Он привык уже к неспешному, замедленному до крайности течению жизни в этом маленьком курортном городке. Привык к тому, что в этих разморенных вечным солнцем местах минуты из древнего сосуда времени стекают медленной, тягучей патокой, так что и самым ленивым взглядом можно отследить размеренное, долгое, усыпляющее движение их.

Привык (и быстро привык) он к тому, что никуда не надо здесь спешить. Стремиться. Бежать.

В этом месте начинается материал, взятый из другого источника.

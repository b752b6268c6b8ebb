//! The Mkhedruli alphabet used by the reference template set.

/// The 33 modern Georgian (Mkhedruli) letters in template order.
pub const GEORGIAN_ALPHABET: &str = "აბგდევზთიკლმნოპჟრსტუფქღყშჩცძწჭხჯჰ";

/// Split an alphabet string into symbols, skipping whitespace.
pub fn alphabet_symbols(alphabet: &str) -> Vec<char> {
    alphabet.chars().filter(|c| !c.is_whitespace()).collect()
}

#[cfg(test)]
mod tests {
    use super::*;

    #[test]
    fn georgian_alphabet_has_33_unique_letters() {
        let mut symbols = alphabet_symbols(GEORGIAN_ALPHABET);
        assert_eq!(symbols.len(), 33);
        symbols.sort_unstable();
        symbols.dedup();
        assert_eq!(symbols.len(), 33);
    }

    #[test]
    fn whitespace_is_not_a_symbol() {
        assert_eq!(alphabet_symbols("a b\tc\n"), vec!['a', 'b', 'c']);
    }
}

Нечего ждать. И желать уже ничего.

Всё уже есть. И всё — было. А будет…

Только ещё одно утро. И ещё один день. И ещё один жаркий полдень. И ещё один душный вечер.

Ну, разве что… Вечер — с грозой. А полдень — не на пляже, а в городском парке.

Патока времени останется всё такой же густой. И медленным будет течение её.

Ровным и вечным.

И потому научился он поздно вставать. Чем позже встаёшь — тем меньше надо прожить. После полудня остаётся маленький, совсем маленький кусочек дня.

Его несложно как-нибудь…

Но в тот день проснулся он рано. Необычно рано. В половине девятого.

Первое, что он увидел: красные цифры на электронном табло будильника.

Восемь часов тридцать две минуты.

Жар от деревянных панелей.

Дверь комнаты выходила в галерею с восточной стороны. Своды и арки галереи не спасали от утреннего солнца, не закрывали от него.

Солнце быстро нагревало крашеную дешёвым коричневым лаком дверь и дверные панели, раскаляясь и стремительно выгорая, ежеутренне изгибались под действием жара, с каждым днём всё более и более оступая от дверного косяка, и в расширяющуюся щель проникал поток жаркого, густо замешанного на пыли и мучнисто-белом песке тяжёлого воздуха.

И вместе с ним сквозь щель проходил ослепительный свет.

Свет нового дня.

И в свете этом увидел он…

— Останови машину!

Она похлопала водителя по плечу.

— Как его зовут?

— Викрам, — подсказал Вениамин и испуганно покосился на нахмурившегося шефа.

— Викрамчик, останови! — крикнула Ирина. — Stop here! Ну давай же, тормози!

Викрам послушно надавил на педаль тормоза, остановившись прямо посреди дороги.

— Это же он! Он! — радостно воскликнула Ирина и захлопала в ладоши.

— Кто? — недовольно пробурчал муж.

— Писатель! — не унималась супруга. — Известный писатель! Боже мой, я же его только на презентациях видела, мельком, буквально… Михаил Искандеров! Он здесь!

Алексей пожевал верхнюю губу и хмыкнул недовольно.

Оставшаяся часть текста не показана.